Refer to Bishop, Fienberg, and Holland (1975) for a discussion of the issues and Example 22.5 on page 919 for an illustration of a log-linear model analysis of data that contain both structural and sampling zeros.

If you perform a weighted least-squares analysis on a contingency table that contains zero cell frequencies, then avoid using the LOG transformation as the first transformation on the observed proportions . In general, it may be better to change the response functions or to pool some of the response categories than to settle for the 0.5 correction or to use the ADDCELL= option.

Testing the Wrong Hypothesis

If you use the keyword _RESPONSE_ in the MODEL statement, and you specify MARGINALS, LOGITS, ALOGITS, or CLOGITS in your RESPONSE statement, you may receive the following warning message:

Warning: The _RESPONSE_ effect may be testing the wrong hypothesis since the marginal levels of the dependent variables do not coincide. Consult the response profiles and the CATMOD documentation.

The following examples illustrate situations in which the _RESPONSE_ effect tests the wrong hypothesis.

Zeros in the Marginal Frequencies

Suppose you specify the following statements:

data A1; input Time1 Time2 @@; datalines; 1 2 2 3 1 3 ; proc catmod; response marginals; model Time1*Time2=_response_; repeated Time 2 / _response_=Time; run;

One marginal probability is computed for each dependent variable, resulting in two response functions. The model is a saturated one: one degree of freedom for the intercept and one for the main effect of Time . Except for the warning message, PROC CATMOD produces an analysis with no apparent errors, but the 'Response Profiles' table displayed by PROC CATMOD is as follows.

Response Profiles
Response	Time1	Time2
1	1	2
2	1	3
3	2	3

Since RESPONSE MARGINALS yields marginal probabilities for every level but the last, the two response functions being analyzed are Prob(Time1=1) and Prob(Time2=2). Thus, the Time effect is testing the hypothesis that Prob(Time1=1)=Prob(Time2=2). What it should be testing is the hypothesis that

Prob(Time1=1) = Prob(Time2=1) Prob(Time1=2) = Prob(Time2=2) Prob(Time1=3) = Prob(Time2=3)

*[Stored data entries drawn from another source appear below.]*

//! The reference resolver: symbolic label markers → canonical unit ids.
//!
//! Bodies arrive from the exporter carrying `\ref{<label>}` markers for
//! cross-references the renderer could not resolve. This pass substitutes
//! each marker with the target's canonical id. It must run before the
//! dependency extractor, which only recognizes id-shaped link targets.

use std::collections::BTreeMap;

use regex::{Captures, Regex};
use tome_core::{store::CorpusStore, unit::{Unit, UnitId}};
use tracing::{debug, warn};

use crate::error::{Error, Result};

/// Label marker: `\ref{<label>}`.
const MARKER: &str = r"\\ref\{([0-9A-Za-z\-]+)\}";

/// A compiled marker pattern plus the `label → id` mapping, built fresh per
/// run from the full stored unit set and immutable afterwards.
pub struct Resolver {
  marker: Regex,
  labels: BTreeMap<String, UnitId>,
}

impl Resolver {
  /// Build the mapping over every stored unit, active or not. Labels
  /// collide only transiently during churn; the first unit (lowest id)
  /// wins and the duplicate is debug-logged.
  pub fn from_units(units: &[Unit]) -> Result<Self> {
    let marker = Regex::new(MARKER)?;

    let mut labels: BTreeMap<String, UnitId> = BTreeMap::new();
    for unit in units {
      if unit.label.is_empty() {
        continue;
      }
      if let Some(holder) = labels.get(&unit.label) {
        debug!(
          "label {:?} is held by both {} and {}, keeping {}",
          unit.label, holder, unit.id, holder
        );
        continue;
      }
      labels.insert(unit.label.clone(), unit.id);
    }

    Ok(Self { marker, labels })
  }

  pub fn lookup(&self, label: &str) -> Option<UnitId> {
    self.labels.get(label).copied()
  }

  /// Substitute every marker whose label is known; unknown labels keep
  /// their marker verbatim. A label resolved once resolves identically
  /// everywhere it recurs.
  pub fn resolve(&self, body: &str) -> String {
    self
      .marker
      .replace_all(body, |caps: &Captures<'_>| {
        match self.labels.get(&caps[1]) {
          Some(id) => id.as_str().to_string(),
          None => {
            warn!("unresolved reference label {:?}", &caps[1]);
            caps[0].to_string()
          }
        }
      })
      .into_owned()
  }
}

/// Bodies actually rewritten by the resolution pass.
#[derive(Debug, Default, Clone, Copy, PartialEq, Eq)]
pub struct ResolveCounts {
  pub units:  usize,
  pub proofs: usize,
}

/// Resolve every stored unit and proof body, writing back only the bodies
/// that changed. `units` is the freshly synced unit set; it supplies both
/// the label mapping and the unit bodies to rewrite.
pub async fn resolve_bodies<S: CorpusStore>(
  store: &S,
  units: &[Unit],
) -> Result<ResolveCounts> {
  let resolver = Resolver::from_units(units)?;
  let mut counts = ResolveCounts::default();

  for unit in units {
    let resolved = resolver.resolve(&unit.body);
    if resolved != unit.body {
      store
        .set_unit_body(unit.id, resolved)
        .await
        .map_err(|e| Error::Store(Box::new(e)))?;
      counts.units += 1;
    }
  }

  let proofs = store
    .list_proofs()
    .await
    .map_err(|e| Error::Store(Box::new(e)))?;
  for proof in &proofs {
    let resolved = resolver.resolve(&proof.body);
    if resolved != proof.body {
      store
        .set_proof_body(proof.unit_id, proof.ordinal, resolved)
        .await
        .map_err(|e| Error::Store(Box::new(e)))?;
      counts.proofs += 1;
    }
  }

  Ok(counts)
}

// ─── Tests ───────────────────────────────────────────────────────────────────

#[cfg(test)]
mod tests {
  use tome_core::unit::{Locator, UnitKind};

  use super::*;

  fn unit(code: &str, label: &str) -> Unit {
    Unit {
      id:           UnitId::parse(code).unwrap(),
      label:        label.into(),
      kind:         UnitKind::Lemma,
      locator:      Locator::new("1.1"),
      body:         String::new(),
      active:       true,
      display_name: None,
    }
  }

  #[test]
  fn resolves_known_labels_everywhere() {
    let resolver =
      Resolver::from_units(&[unit("0001", "lbl1"), unit("0002", "lbl2")])
        .unwrap();

    assert_eq!(resolver.resolve(r"see \ref{lbl1}"), "see 0001");
    assert_eq!(
      resolver.resolve(r"\ref{lbl2}, \ref{lbl1}, and \ref{lbl2} again"),
      "0002, 0001, and 0002 again"
    );
  }

  #[test]
  fn unknown_labels_are_left_verbatim() {
    let resolver = Resolver::from_units(&[unit("0001", "lbl1")]).unwrap();
    let body = r"see \ref{never-heard-of-it}";
    assert_eq!(resolver.resolve(body), body);
  }

  #[test]
  fn bodies_without_markers_pass_through() {
    let resolver = Resolver::from_units(&[unit("0001", "lbl1")]).unwrap();
    assert_eq!(resolver.resolve("<p>plain</p>"), "<p>plain</p>");
  }

  #[test]
  fn first_unit_wins_a_duplicated_label() {
    let resolver =
      Resolver::from_units(&[unit("0001", "dup"), unit("0002", "dup")])
        .unwrap();
    assert_eq!(resolver.lookup("dup"), Some(UnitId::parse("0001").unwrap()));
    assert_eq!(resolver.resolve(r"\ref{dup}"), "0001");
  }

  #[test]
  fn empty_labels_never_enter_the_mapping() {
    let resolver = Resolver::from_units(&[unit("0001", "")]).unwrap();
    assert_eq!(resolver.lookup(""), None);
  }
}
//! The content synchronizer: fragments in, stored entities out.
//!
//! Three passes, in order: content sync (units, proofs, extras, plus the
//! wholesale footnote rebuild), display-name import, and activity
//! reconciliation against the roster. Activity runs last so it sees the
//! fully-synced unit set.

use tome_book::{Fragment, Roster, meta::TitleMap};
use tome_core::store::CorpusStore;
use tracing::{info, warn};

use crate::{
  classify::{BodyChange, UnitChange, classify_body, classify_unit},
  error::{Error, Result},
};

/// What one sync pass touched. `created` and `changed` tally the change
/// classifications; both are zero when the pass re-applies input the store
/// has already seen.
#[derive(Debug, Default, Clone, Copy, PartialEq, Eq)]
pub struct SyncCounts {
  pub units:     usize,
  pub proofs:    usize,
  pub footnotes: usize,
  pub extras:    usize,
  pub created:   usize,
  pub changed:   usize,
}

/// End-of-run activity state, per the roster.
#[derive(Debug, Default, Clone, Copy, PartialEq, Eq)]
pub struct ActivityCounts {
  pub active:   usize,
  pub inactive: usize,
  /// Units whose stored label disagrees with the roster.
  pub drifted:  usize,
}

/// Apply a batch of fragments to the store. Every entity is overwritten
/// unconditionally; classification feeds the log and the counters only.
/// Footnotes are collected and swapped in as one atomic replace.
pub async fn sync_fragments<S: CorpusStore>(
  store: &S,
  fragments: Vec<Fragment>,
) -> Result<SyncCounts> {
  let mut counts = SyncCounts::default();
  let mut footnotes = Vec::new();

  for fragment in fragments {
    match fragment {
      Fragment::Unit(unit) => {
        let stored = store
          .get_unit(unit.id)
          .await
          .map_err(|e| Error::Store(Box::new(e)))?;

        for change in classify_unit(stored.as_ref(), &unit) {
          match change {
            UnitChange::Created => {
              info!("created unit {}", unit.id);
              counts.created += 1;
            }
            UnitChange::LabelChanged => {
              info!("unit {}: label has changed", unit.id);
              counts.changed += 1;
            }
            UnitChange::ContentChanged => {
              info!("unit {}: content has changed", unit.id);
              counts.changed += 1;
            }
            UnitChange::TypeChanged => {
              info!("unit {}: kind has changed", unit.id);
              counts.changed += 1;
            }
          }
        }

        store
          .upsert_unit(unit)
          .await
          .map_err(|e| Error::Store(Box::new(e)))?;
        counts.units += 1;
      }

      Fragment::Proof(proof) => {
        let stored = store
          .get_proof(proof.unit_id, proof.ordinal)
          .await
          .map_err(|e| Error::Store(Box::new(e)))?;

        match classify_body(stored.as_ref().map(|p| p.body.as_str()), &proof.body)
        {
          BodyChange::Created => {
            info!("unit {}: created proof #{}", proof.unit_id, proof.ordinal);
            counts.created += 1;
          }
          BodyChange::ContentChanged => {
            info!("unit {}: proof #{} has changed", proof.unit_id, proof.ordinal);
            counts.changed += 1;
          }
          BodyChange::Unchanged => {}
        }

        store
          .upsert_proof(proof)
          .await
          .map_err(|e| Error::Store(Box::new(e)))?;
        counts.proofs += 1;
      }

      Fragment::Extra(extra) => {
        let stored = store
          .get_extra(extra.unit_id, extra.kind)
          .await
          .map_err(|e| Error::Store(Box::new(e)))?;

        match classify_body(stored.as_ref().map(|x| x.body.as_str()), &extra.body)
        {
          BodyChange::Created => {
            info!("unit {}: added a {}", extra.unit_id, extra.kind);
            counts.created += 1;
          }
          BodyChange::ContentChanged => {
            info!("unit {}: {} has changed", extra.unit_id, extra.kind);
            counts.changed += 1;
          }
          BodyChange::Unchanged => {}
        }

        store
          .upsert_extra(extra)
          .await
          .map_err(|e| Error::Store(Box::new(e)))?;
        counts.extras += 1;
      }

      Fragment::Footnote(footnote) => footnotes.push(footnote),
    }
  }

  counts.footnotes = footnotes.len();
  store
    .replace_footnotes(footnotes)
    .await
    .map_err(|e| Error::Store(Box::new(e)))?;

  Ok(counts)
}

/// Copy titles from the metadata lookup onto units. Titles are keyed by
/// label; the roster's inverse mapping turns those into unit ids. Entries
/// without a title, or whose label the roster does not know, contribute
/// nothing.
pub async fn apply_display_names<S: CorpusStore>(
  store: &S,
  titles: &TitleMap,
  roster: &Roster,
) -> Result<usize> {
  let by_label = roster.by_label();
  let mut applied = 0;

  for (label, entry) in titles {
    let Some(title) = &entry.title else { continue };
    let Some(&id) = by_label.get(label.as_str()) else {
      continue;
    };
    store
      .set_display_name(id, title.clone())
      .await
      .map_err(|e| Error::Store(Box::new(e)))?;
    applied += 1;
  }

  Ok(applied)
}

/// Re-evaluate the activity flag of every stored unit against the roster.
/// Label drift is a data-integrity warning, never an error; the unit still
/// ends the run active.
pub async fn reconcile_activity<S: CorpusStore>(
  store: &S,
  roster: &Roster,
) -> Result<ActivityCounts> {
  let mut counts = ActivityCounts::default();
  let units = store
    .list_units()
    .await
    .map_err(|e| Error::Store(Box::new(e)))?;

  for unit in units {
    match roster.label(unit.id) {
      None => {
        if unit.active {
          info!("unit {} became inactive", unit.id);
        }
        store
          .set_active(unit.id, false)
          .await
          .map_err(|e| Error::Store(Box::new(e)))?;
        counts.inactive += 1;
      }
      Some(label) => {
        if label != unit.label {
          warn!(
            "unit {}: label differs between roster ({:?}) and store ({:?})",
            unit.id, label, unit.label
          );
          counts.drifted += 1;
        }
        store
          .set_active(unit.id, true)
          .await
          .map_err(|e| Error::Store(Box::new(e)))?;
        counts.active += 1;
      }
    }
  }

  Ok(counts)
}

but there are not enough data to support the test (assuming that none of the probabilities are structural zeros by the design of the study).

The ORDER=DATA Option

Suppose you specify

data a1; input Time1 Time2 @@; datalines; 2 1 2 2 1 1 1 2 2 1 ; proc catmod order=data; response marginals; model Time1*Time2=_response_; repeated Time 2 / _response_=Time; run;

As in the preceding example, one marginal probability is computed for each dependent variable, resulting in two response functions. The model is also the same: one degree of freedom for the intercept and one for the main effect of Time . PROC CATMOD issues the warning message and displays the following 'Response Profiles' table.

Response Profiles
Response	Time1	Time2
1	2	1
2	2	2
3	1	1
4	1	2

Although the marginal levels are the same for the two dependent variables, they are not in the same order because the ORDER=DATA option specified that they be ordered according to their appearance in the input stream. Since RESPONSE MARGINALS yields marginal probabilities for every level except the last, the two response functions being analyzed are Prob(Time1=2) and Prob(Time2=1). Thus, the Time effect is testing the hypothesis that Prob(Time1=2)=Prob(Time2=1). What it should be testing is the hypothesis that

Prob(Time1=1) = Prob(Time2=1) Prob(Time1=2) = Prob(Time2=2)

Whenever the warning message appears, look at the 'Response Profiles' table or the 'One-Way Frequencies' table to determine what hypothesis is actually being tested . For the latter example, a correct analysis can be obtained by deleting the ORDER=DATA option or by reordering the data so that the (1,1) observation is first.

Computational Method

The notation used in PROC CATMOD differs slightly from that used in other literature. The following table provides a summary of the basic dimensions and the notation for a contingency table. See the 'Computational Formulas' section, which follows, for a complete description.

Summary of Basic Dimensions

s	=	number of populations or samples ( = number of rows in the underlying contingency table)
r	=	number of response categories (= number of columns in the underlying contingency table)
q	=	number of response functions computed for each population
d	=	number of parameters

Notation

j	denotes a column vector of 1s.
J	denotes a square matrix of 1s.
ˆ‘ _k	is the sum over all the possible values of k .
n _i	denotes the row sum ˆ‘ _j n _ij .
DIAG _n ( p )	is the diagonal matrix formed from the first n elements of the vector p .
	is the inverse of DIAG _n ( p ).
DIAG ( A ₁ , A ₂ , ..., A _k )	denotes a block diagonal matrix with the A matrices on the main diagonal.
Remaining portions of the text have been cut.